Il l’aide dans ses démarches administratives, mais aussi dans son apprentissage des savoir-être propres à l’entreprise et dans le développement de sa confiance en lui. Au fil des mois, si tout se passe bien, le jeune devient autonome et le conseiller espace son accompagnement. 

La moitié des jeunes qui ont suivi le programme Skola en 2023 ont obtenu un emploi ou sont retournés en formation. « Dans tous les cas, notre suivi ne s’arrête pas le jour où le jeune sort du dispositif », précise Bénédicte Blachez. 

ALLER-VERS LES JEUNES INVISIBLES 

En 2023, 677 jeunes ont été accompagnés dans 24 Skolas sur toute la France métropolitaine et les territoires ultra-marins. « Nous sommes à mille lieues des idées reçues sur des jeunes qui ne veulent pas travailler », remarque Bénédicte Blachez. « Dans les Skolas Logistique, nous avons des jeunes qui se lèvent aux aurores pour faire le trajet en trottinette électrique et arriver à l’heure dans un entrepôt excentré. » 

La plupart des jeunes découvrent le programme par le service public de l’emploi, soit France Travail ou les missions locales. Les équipes de terrain développent également de nouvelles façons d’aller-vers pour trouver les jeunes les plus éloignés de l’emploi. La coordinatrice du Centre de formation continue Île-de-France Caroline Maigné a par exemple créé un compte Snapchat @ConseilEmploiAA. 
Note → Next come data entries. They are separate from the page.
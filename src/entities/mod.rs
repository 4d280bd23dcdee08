//! sea-orm entities for the order catalogue.
//!
//! `order` → `user` and `order` → `order_item` → `product` are the relations
//! walked by the entity-graph aggregation strategy.

pub mod category;
pub mod order;
pub mod order_item;
pub mod product;
pub mod user;

pub mod prelude {
    pub use super::category::Entity as Category;
    pub use super::order::Entity as Order;
    pub use super::order_item::Entity as OrderItem;
    pub use super::product::Entity as Product;
    pub use super::user::Entity as User;
}
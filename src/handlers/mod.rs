pub mod orders;

use crate::db::DbPool;
use crate::services::order_aggregation::OrderAggregationService;
use std::sync::Arc;

// Re-export AppState so handler modules can import it as crate::handlers::AppState
pub use crate::AppState;

/// Services layer that encapsulates business logic used by HTTP handlers
#[derive(Clone)]
pub struct AppServices {
    pub orders: Arc<OrderAggregationService>,
}

impl AppServices {
    pub fn new(db_pool: Arc<DbPool>) -> Self {
        Self {
            orders: Arc::new(OrderAggregationService::new(db_pool)),
        }
    }
}
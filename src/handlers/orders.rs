use axum::{
    extract::{Query, State},
    response::Json,
    routing::get,
    Router,
};
use serde::Deserialize;
use utoipa::IntoParams;

use crate::{
    dto::orders::{OrderListResponse, QueryMode},
    errors::ServiceError,
    AppState,
};

/// Query string of `GET /orders/top10`
#[derive(Debug, Default, Deserialize, IntoParams)]
#[into_params(parameter_in = Query)]
pub struct TopOrdersQuery {
    /// `ef` (entity graph, default) or `dapper` (raw SQL); case-insensitive,
    /// unknown values fall back to `ef`
    pub mode: Option<String>,
}

/// Ten most recent orders with user, items, products, and totals
#[utoipa::path(
    get,
    path = "/orders/top10",
    tag = "Orders",
    summary = "Top 10 latest orders",
    description = "Returns the ten most recently created orders, newest first, loaded through the selected query strategy, together with the time the strategy took.",
    params(TopOrdersQuery),
    responses(
        (status = 200, description = "Orders retrieved successfully", body = OrderListResponse,
            headers(
                ("X-Request-Id" = String, description = "Unique request id"),
            )
        ),
        (status = 500, description = "Internal server error", body = crate::errors::ErrorResponse),
    )
)]
pub async fn top_orders(
    State(state): State<AppState>,
    Query(query): Query<TopOrdersQuery>,
) -> Result<Json<OrderListResponse>, ServiceError> {
    let mode = QueryMode::from_param(query.mode.as_deref());
    let response = state.services.orders.top_orders(mode).await?;
    Ok(Json(response))
}

pub fn orders_routes() -> Router<AppState> {
    Router::new().route("/orders/top10", get(top_orders))
}
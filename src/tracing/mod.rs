use axum::http::Request;
use std::{cell::RefCell, fmt, future::Future};
use tower_http::{
    classify::{SharedClassifier, StatusInRangeAsFailures},
    trace::{
        DefaultOnBodyChunk, DefaultOnEos, DefaultOnFailure, DefaultOnRequest, DefaultOnResponse,
        MakeSpan, TraceLayer,
    },
};
use uuid::Uuid;

/// Request ID tracking information
#[derive(Clone, Debug, PartialEq, Eq)]
pub struct RequestId(pub String);

impl Default for RequestId {
    fn default() -> Self {
        RequestId(Uuid::new_v4().to_string())
    }
}

impl RequestId {
    pub fn new(value: impl Into<String>) -> Self {
        RequestId(value.into())
    }

    pub fn as_str(&self) -> &str {
        &self.0
    }
}

impl fmt::Display for RequestId {
    fn fmt(&self, f: &mut fmt::Formatter<'_>) -> fmt::Result {
        write!(f, "{}", self.0)
    }
}

tokio::task_local! {
    static CURRENT_REQUEST_ID: RefCell<Option<RequestId>>;
}

/// Runs `future` with `request_id` visible to [`current_request_id`].
pub async fn scope_request_id<Fut, R>(request_id: RequestId, future: Fut) -> R
where
    Fut: Future<Output = R>,
{
    CURRENT_REQUEST_ID
        .scope(RefCell::new(Some(request_id)), future)
        .await
}

pub fn current_request_id() -> Option<RequestId> {
    CURRENT_REQUEST_ID
        .try_with(|cell| cell.borrow().clone())
        .ok()
        .flatten()
}

#[derive(Clone, Default)]
pub struct RequestSpanMaker;

impl<B> MakeSpan<B> for RequestSpanMaker {
    fn make_span(&mut self, request: &Request<B>) -> tracing::Span {
        let request_id = request
            .extensions()
            .get::<RequestId>()
            .cloned()
            .or_else(|| {
                request
                    .headers()
                    .get(crate::middleware_helpers::request_id::REQUEST_ID_HEADER)
                    .and_then(|v| v.to_str().ok())
                    .map(RequestId::new)
            })
            .unwrap_or_default();

        tracing::info_span!(
            "http.request",
            request_id = %request_id.as_str(),
            method = %request.method(),
            uri = %request.uri(),
        )
    }
}

/// HTTP trace layer; 5xx responses are reported as failures.
pub fn configure_http_tracing() -> TraceLayer<
    SharedClassifier<StatusInRangeAsFailures>,
    RequestSpanMaker,
    DefaultOnRequest,
    DefaultOnResponse,
    DefaultOnBodyChunk,
    DefaultOnEos,
    DefaultOnFailure,
> {
    let classifier = SharedClassifier::new(StatusInRangeAsFailures::new(500..=599));
    TraceLayer::new(classifier)
        .make_span_with(RequestSpanMaker)
        .on_request(DefaultOnRequest::default())
        .on_response(DefaultOnResponse::default())
        .on_body_chunk(DefaultOnBodyChunk::default())
        .on_eos(DefaultOnEos::default())
        .on_failure(DefaultOnFailure::default())
}

#[cfg(test)]
mod tests {
    use super::*;

    #[tokio::test]
    async fn request_id_is_visible_inside_scope_only() {
        assert!(current_request_id().is_none());

        let seen = scope_request_id(RequestId::new("abc"), async { current_request_id() }).await;
        assert_eq!(seen, Some(RequestId::new("abc")));

        assert!(current_request_id().is_none());
    }

    #[test]
    fn default_request_ids_are_unique() {
        assert_ne!(RequestId::default(), RequestId::default());
    }
}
Dans leur démarche d’aller-vers, mais aussi leur pugnacité dans l’accompagnement des jeunes, Bénédicte Blachez salue l’engagement de ses collègues : « les équipes de terrain font un travail essentiel auprès des jeunes, ils ne les lâchent pas malgré des problématiques complexes. » 

La Fondation Apprentis d’Auteuil n’est pourtant pas épargnée par la crise généralisée des métiers de l’humain. « La plupart des équipes sur le terrain nous font remonter des difficultés de recrutement » alerte Bénédicte Blachez. Selon les derniers travaux du Haut Conseil du travail social (HCTS), 30 000 postes de travailleuses et travailleurs sociaux sont aujourd’hui vacants10.

  • 1Flora Vuillier-Devillers (Insee), « Après un pic dû à la crise sanitaire, la part des jeunes ni en emploi, ni en études, ni en formation repart à la baisse. », Insee Focus n° 285, 10 janvier 2023 [en ligne].
  • 2Acronyme anglais pour « neither in employment nor in education or training », NEET est un terme initialement employé par l’office européen chargé des statistiques, Eurostat.
  • 3Direction de l’animation de la recherche, des études et des statistiques (DARES), « Les jeunes ni en études, ni en emploi, ni en formation (NEET) : quels profils et quels parcours », DARES Analyses n° 6, février 2020, [en ligne].
  • 4Félix Lavaux (Apprentis d’Auteuil) « Qui sont les jeunes NEET ? », 7 février 2017, [en ligne].
  • 5La Fondation propose d’autres dispositifs d’insertion, notamment Boost et Propulse.
  • 6Lire à ce sujet, Apprentis d’Auteuil, « Apprentis d’Auteuil et Bergerat Monnoyeur co-construisent une formation professionnelle », 25 mai 2016, [en ligne].
  • 7Apprentis d’Auteuil, Réussir ensemble — Projet stratégique 2017-2021, [en ligne].
  • 8Initié en 2018 par le gouvernement, le Plan d’Investissement dans les Compétences (PIC) vise à former 2 millions de personnes très éloignées de l’emploi et les aider à se réinsérer durablement. « 100 % inclusion » est un appel à projets lancé dans le cadre du PIC. Apprentis d’Auteuil a été lauréat de cet appel à projets en 2018.
  • 9En 2021, l’organisme de formation Apprentis d’Auteuil a obtenu la certification Qualiopi.
  • 10Haut Conseil du travail social (HCTS), Livre blanc du travail social, 2023, [en ligne].